Plan the transition. Offer specific transition help — documenting active work, training a replacement, scheduling handover. Strong transitions preserve future references; bad transitions create lasting damage.
Examples
An engineer resigning with two weeks notice. 85-word letter: notice period, last day, two-sentence thank-you, offer to help with transition. Sent immediately after in-person conversation. Transition handled cleanly; manager remains a reference.
A senior leader resigning during a strained period. Brief neutral letter, no mention of grievances. Documents grievances separately for personal records. Manager response is mixed but the letter itself is unimpeachable; clean record preserved.
Frequently asked questions
Do I really need a written resignation letter?
Yes — even when the conversation happens in person. The written letter goes into your HR file and protects both sides. Keep it brief: notice period, last day, thank-you. Save the detailed reasoning for the in-person conversation.
How much notice should I give?
Two weeks is standard for most roles. Senior or specialized roles may need more (3–4 weeks). Check your contract — some have specific notice clauses that override custom.
Should I explain why I am leaving in the letter?
No. Keep the letter neutral and brief. The why goes in the in-person conversation with your manager and (if requested) HR exit interview. Written reasons can come back in unexpected ways.
What about negative experiences — should I document them?
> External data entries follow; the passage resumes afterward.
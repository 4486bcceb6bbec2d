use std::path::Path;

use bytes::{Buf, BytesMut};
use thiserror::Error;
use tokio::fs::File;
use tokio::io::AsyncReadExt;

use crate::codec::binary_encoder::BinaryEncoder;
use crate::codec::error::CodecError;
use crate::domain::TapEvent;

const READ_CHUNK: usize = 32 * 1024;

#[derive(Error, Debug)]
pub enum ArchiveReadError {
    #[error("archive I/O error: {0}")]
    Io(#[from] std::io::Error),

    #[error("corrupt record at offset {offset}: {source}")]
    Corrupt {
        offset: u64,
        #[source]
        source: CodecError,
    },

    #[error("archive ends with a partial record of {len} bytes at offset {offset}")]
    TruncatedTail { offset: u64, len: usize },
}

/// Sequential reader for archive files written by `ArchiveWriter`
pub struct ArchiveReader {
    file: File,
    buffer: BytesMut,
    offset: u64,
    eof: bool,
}

impl ArchiveReader {
    pub async fn open(path: impl AsRef<Path>) -> Result<Self, ArchiveReadError> {
        let file = File::open(path.as_ref()).await?;
        Ok(Self {
            file,
            buffer: BytesMut::with_capacity(READ_CHUNK),
            offset: 0,
            eof: false,
        })
    }

    /// Read the next record, or `None` once the file is exhausted
    pub async fn next_event(&mut self) -> Result<Option<TapEvent>, ArchiveReadError> {
        loop {
            if !self.buffer.is_empty() {
                match BinaryEncoder::decode(&self.buffer) {
                    Ok((event, consumed)) => {
                        self.buffer.advance(consumed);
                        self.offset += consumed as u64;
                        return Ok(Some(event));
                    }
                    Err(CodecError::Truncated { .. }) if !self.eof => {}
                    Err(CodecError::Truncated { .. }) => {
                        return Err(ArchiveReadError::TruncatedTail {
                            offset: self.offset,
                            len: self.buffer.len(),
                        });
                    }
                    Err(source) => {
                        return Err(ArchiveReadError::Corrupt {
                            offset: self.offset,
                            source,
                        });
                    }
                }
            } else if self.eof {
                return Ok(None);
            }

            self.buffer.reserve(READ_CHUNK);
            if self.file.read_buf(&mut self.buffer).await? == 0 {
                self.eof = true;
            }
        }
    }

    /// Read every remaining record
    pub async fn read_all(&mut self) -> Result<Vec<TapEvent>, ArchiveReadError> {
        let mut events = Vec::new();
        while let Some(event) = self.next_event().await? {
            events.push(event);
        }
        Ok(events)
    }

    /// Bytes of complete records returned so far
    pub fn offset(&self) -> u64 {
        self.offset
    }
}
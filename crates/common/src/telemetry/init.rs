use anyhow::{anyhow, Result};
use tracing::info;
use tracing_subscriber::{layer::SubscriberExt, util::SubscriberInitExt, EnvFilter};

use super::TelemetryConfig;

/// Install the global tracing subscriber
///
/// `RUST_LOG` takes precedence over the configured level. Fails if a subscriber is
/// already installed.
pub fn init_telemetry(config: &TelemetryConfig) -> Result<()> {
    let env_filter =
        EnvFilter::try_from_default_env().unwrap_or_else(|_| EnvFilter::new(&config.log_level));

    let registry = tracing_subscriber::registry().with(env_filter);
    let installed = if config.json {
        let fmt_layer = tracing_subscriber::fmt::layer()
            .json()
            .with_span_list(true)
            .with_current_span(true);
        registry.with(fmt_layer).try_init()
    } else {
        registry.with(tracing_subscriber::fmt::layer()).try_init()
    };
    installed.map_err(|e| anyhow!("failed to install tracing subscriber: {}", e))?;

    info!(service = %config.service_name, "telemetry initialized");
    Ok(())
}
use std::time::Duration;

use anyhow::Result;
use chrono::Utc;
use common::{DomainError, TapRequest, TapType};
use tokio_util::sync::CancellationToken;
use tracing::{debug, error, info};

use crate::domain::IngestionHandle;

/// Configuration for the synthetic tap source
#[derive(Debug, Clone)]
pub struct TapGeneratorConfig {
    /// Interval between generated taps
    pub interval: Duration,
    pub stations: Vec<String>,
    /// Number of distinct cards to cycle through
    pub cards: usize,
}

impl Default for TapGeneratorConfig {
    fn default() -> Self {
        Self {
            interval: Duration::from_secs(1),
            stations: vec![
                "central".to_string(),
                "harbour".to_string(),
                "airport".to_string(),
            ],
            cards: 50,
        }
    }
}

/// Feed synthetic taps into the pipeline until cancelled
///
/// Cards alternate between entry and exit so the stream looks like real journeys.
pub async fn run_tap_generator(
    ctx: CancellationToken,
    config: TapGeneratorConfig,
    handle: IngestionHandle,
) -> Result<()> {
    info!(interval = ?config.interval, "tap generator started");
    let cards = config.cards.max(1);
    let mut sequence: u64 = 0;

    loop {
        tokio::select! {
            _ = ctx.cancelled() => {
                info!("received shutdown signal, stopping tap generator");
                break;
            }
            _ = tokio::time::sleep(config.interval) => {
                let request = synthetic_tap(sequence, cards, &config.stations);
                sequence += 1;

                match handle.submit(request, &ctx).await {
                    Ok(message_id) => debug!(%message_id, "generated tap"),
                    Err(DomainError::ShuttingDown | DomainError::Cancelled) => break,
                    Err(e) => error!(error = %e, "failed to submit generated tap"),
                }
            }
        }
    }

    Ok(())
}

fn synthetic_tap(sequence: u64, cards: usize, stations: &[String]) -> TapRequest {
    let card = sequence as usize % cards;
    let lap = sequence / cards as u64;
    let station = if stations.is_empty() {
        "unknown".to_string()
    } else {
        stations[(sequence as usize / 2 + card) % stations.len()].clone()
    };

    TapRequest {
        card_id: format!("card-{:05}", card),
        station_id: station,
        tap_type: if lap % 2 == 0 {
            TapType::Entry
        } else {
            TapType::Exit
        },
        timestamp: Utc::now(),
        payload: sequence.to_le_bytes().to_vec(),
    }
}

#[cfg(test)]
mod tests {
    use super::*;

    #[test]
    fn test_cards_alternate_entry_and_exit() {
        let stations = vec!["a".to_string()];
        let first = synthetic_tap(0, 2, &stations);
        let second = synthetic_tap(2, 2, &stations);
        assert_eq!(first.card_id, second.card_id);
        assert_eq!(first.tap_type, TapType::Entry);
        assert_eq!(second.tap_type, TapType::Exit);
    }

    #[test]
    fn test_generated_taps_pass_validation() {
        let tap = synthetic_tap(7, 3, &[]);
        assert_eq!(tap.station_id, "unknown");
        assert!(tap.into_event().is_ok());
    }
}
For your own records, yes. For the resignation letter, no. If you have grievances, document them separately with dates and witnesses. Bring them up via HR or legal channels, not the resignation letter.
Tips
Two weeks notice is standard; check your contract for specifics.
Brief and neutral — save the why for the in-person conversation.
Send to manager and HR; both want it on record.
Document grievances separately for your own records, not in the resignation letter.
Strong transitions preserve future references; bad transitions create lasting damage.